Data provided >>
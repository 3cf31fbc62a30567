use crate::StrSpan;

/// A run of character data inside an element.
///
/// The text is stored exactly as it appears in the source, whitespace and entity references
/// included.
#[derive(Debug, Clone, PartialEq)]
pub struct TextNode<'src> {
    text: StrSpan<'src>,
}
impl<'src> TextNode<'src> {
    /// Create a new text node.
    pub(crate) fn new(text: impl Into<StrSpan<'src>>) -> Self {
        Self { text: text.into() }
    }

    /// Returns the raw text of the node.
    #[must_use]
    pub fn text(&self) -> &StrSpan<'src> {
        &self.text
    }

    /// Returns the text with leading and trailing whitespace removed.
    #[must_use]
    pub fn trimmed(&self) -> &'src str {
        self.text.trimmed()
    }
}
//! JSON pretty-printing, backed by `serde_json`.
use serde::Serialize;
use serde_json::ser::PrettyFormatter;

/// Indentation used for JSON bodies.
pub const JSON_INDENT: &str = "   ";

/// Re-serialize a JSON document with a three-space indent.
///
/// Object keys keep their source order.
///
/// # Errors
/// Returns the parse error if `text` is not valid JSON.
///
/// # Example
/// ```rust
/// let pretty = bodyfmt::json::try_prettify_json(r#"{"b":1,"a":[true]}"#).unwrap();
/// assert_eq!(pretty, "{\n   \"b\": 1,\n   \"a\": [\n      true\n   ]\n}");
/// ```
pub fn try_prettify_json(text: &str) -> serde_json::Result<String> {
    let value: serde_json::Value = serde_json::from_str(text)?;

    let mut buffer = Vec::with_capacity(text.len());
    let formatter = PrettyFormatter::with_indent(JSON_INDENT.as_bytes());
    let mut serializer = serde_json::Serializer::with_formatter(&mut buffer, formatter);
    value.serialize(&mut serializer)?;

    Ok(String::from_utf8_lossy(&buffer).into_owned())
}
//! The types of nodes and related data that can appear in an XML document.
use super::StrSpan;

mod name;
pub use name::*;

mod text;
pub use text::*;

mod element;
pub use element::*;

mod cdata;
pub use cdata::*;

/// A node in the document tree. Can be any of:
/// - `Element` - a tag with attributes and children
/// - `Text` - a run of character data, kept untrimmed
/// - `Comment` - a comment node
/// - `Cdata` - a CDATA section
/// - `ProcessingInstruction` - a processing instruction, by target
/// - `DocumentType` - a `<!DOCTYPE>` declaration, by name
///
/// Every node owns its children; strings borrow from the parsed source.
#[derive(Debug, Clone, PartialEq)]
pub enum Node<'src> {
    /// A tag node.
    Element(ElementNode<'src>),

    /// A text node.
    Text(TextNode<'src>),

    /// A comment node.
    Comment(StrSpan<'src>),

    /// A CDATA node.
    Cdata(CdataNode<'src>),

    /// A processing instruction node.
    ProcessingInstruction(StrSpan<'src>),

    /// A DTD node.
    DocumentType(StrSpan<'src>),
}
impl<'src> Node<'src> {
    /// Returns the element if this node is one.
    #[must_use]
    pub fn as_element(&self) -> Option<&ElementNode<'src>> {
        match self {
            Self::Element(element) => Some(element),
            _ => None,
        }
    }

    /// True for text nodes.
    #[must_use]
    pub fn is_text(&self) -> bool {
        matches!(self, Self::Text(_))
    }

    /// True for comments that contain nothing but whitespace.
    #[must_use]
    pub fn is_blank_comment(&self) -> bool {
        match self {
            Self::Comment(text) => text.trimmed().is_empty(),
            _ => false,
        }
    }
}

#[cfg(test)]
mod tests {
    use super::*;

    #[test]
    fn test_blank_comment() {
        assert!(Node::Comment(StrSpan::from("   ")).is_blank_comment());
        assert!(!Node::Comment(StrSpan::from(" note ")).is_blank_comment());
        assert!(!Node::Text(TextNode::new("   ")).is_blank_comment());
    }

    #[test]
    fn test_as_element() {
        let node = Node::Element(ElementNode::with_name(NodeName::new(None, "root")));
        let name = node.as_element().map(|e| e.name().to_string());
        assert_eq!(name.as_deref(), Some("root"));
        assert!(Node::Text(TextNode::new("x")).as_element().is_none());
    }
}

Task to carry out >>
Retyping every line above exactly is all that is needed.

Task solution >>
repository 3cf31fbc62a30567
use crate::StrSpan;

/// A run of character data inside an element.
///
/// The text is stored exactly as it appears in the source, whitespace and entity references
/// included.
#[derive(Debug, Clone, PartialEq)]
pub struct TextNode<'src> {
    text: StrSpan<'src>,
}
impl<'src> TextNode<'src> {
    /// Create a new text node.
    pub(crate) fn new(text: impl Into<StrSpan<'src>>) -> Self {
        Self { text: text.into() }
    }

    /// Returns the raw text of the node.
    #[must_use]
    pub fn text(&self) -> &StrSpan<'src> {
        &self.text
    }

    /// Returns the text with leading and trailing whitespace removed.
    #[must_use]
    pub fn trimmed(&self) -> &'src str {
        self.text.trimmed()
    }
}
//! JSON pretty-printing, backed by `serde_json`.
use serde::Serialize;
use serde_json::ser::PrettyFormatter;

/// Indentation used for JSON bodies.
pub const JSON_INDENT: &str = "   ";

/// Re-serialize a JSON document with a three-space indent.
///
/// Object keys keep their source order.
///
/// # Errors
/// Returns the parse error if `text` is not valid JSON.
///
/// # Example
/// ```rust
/// let pretty = bodyfmt::json::try_prettify_json(r#"{"b":1,"a":[true]}"#).unwrap();
/// assert_eq!(pretty, "{\n   \"b\": 1,\n   \"a\": [\n      true\n   ]\n}");
/// ```
pub fn try_prettify_json(text: &str) -> serde_json::Result<String> {
    let value: serde_json::Value = serde_json::from_str(text)?;

    let mut buffer = Vec::with_capacity(text.len());
    let formatter = PrettyFormatter::with_indent(JSON_INDENT.as_bytes());
    let mut serializer = serde_json::Serializer::with_formatter(&mut buffer, formatter);
    value.serialize(&mut serializer)?;

    Ok(String::from_utf8_lossy(&buffer).into_owned())
}
//! The types of nodes and related data that can appear in an XML document.
use super::StrSpan;

mod name;
pub use name::*;

mod text;
pub use text::*;

mod element;
pub use element::*;

mod cdata;
pub use cdata::*;

/// A node in the document tree. Can be any of:
/// - `Element` - a tag with attributes and children
/// - `Text` - a run of character data, kept untrimmed
/// - `Comment` - a comment node
/// - `Cdata` - a CDATA section
/// - `ProcessingInstruction` - a processing instruction, by target
/// - `DocumentType` - a `<!DOCTYPE>` declaration, by name
///
/// Every node owns its children; strings borrow from the parsed source.
#[derive(Debug, Clone, PartialEq)]
pub enum Node<'src> {
    /// A tag node.
    Element(ElementNode<'src>),

    /// A text node.
    Text(TextNode<'src>),

    /// A comment node.
    Comment(StrSpan<'src>),

    /// A CDATA node.
    Cdata(CdataNode<'src>),

    /// A processing instruction node.
    ProcessingInstruction(StrSpan<'src>),

    /// A DTD node.
    DocumentType(StrSpan<'src>),
}
impl<'src> Node<'src> {
    /// Returns the element if this node is one.
    #[must_use]
    pub fn as_element(&self) -> Option<&ElementNode<'src>> {
        match self {
            Self::Element(element) => Some(element),
            _ => None,
        }
    }

    /// True for text nodes.
    #[must_use]
    pub fn is_text(&self) -> bool {
        matches!(self, Self::Text(_))
    }

    /// True for comments that contain nothing but whitespace.
    #[must_use]
    pub fn is_blank_comment(&self) -> bool {
        match self {
            Self::Comment(text) => text.trimmed().is_empty(),
            _ => false,
        }
    }
}

#[cfg(test)]
mod tests {
    use super::*;

    #[test]
    fn test_blank_comment() {
        assert!(Node::Comment(StrSpan::from("   ")).is_blank_comment());
        assert!(!Node::Comment(StrSpan::from(" note ")).is_blank_comment());
        assert!(!Node::Text(TextNode::new("   ")).is_blank_comment());
    }

    #[test]
    fn test_as_element() {
        let node = Node::Element(ElementNode::with_name(NodeName::new(None, "root")));
        let name = node.as_element().map(|e| e.name().to_string());
        assert_eq!(name.as_deref(), Some("root"));
        assert!(Node::Text(TextNode::new("x")).as_element().is_none());
    }
}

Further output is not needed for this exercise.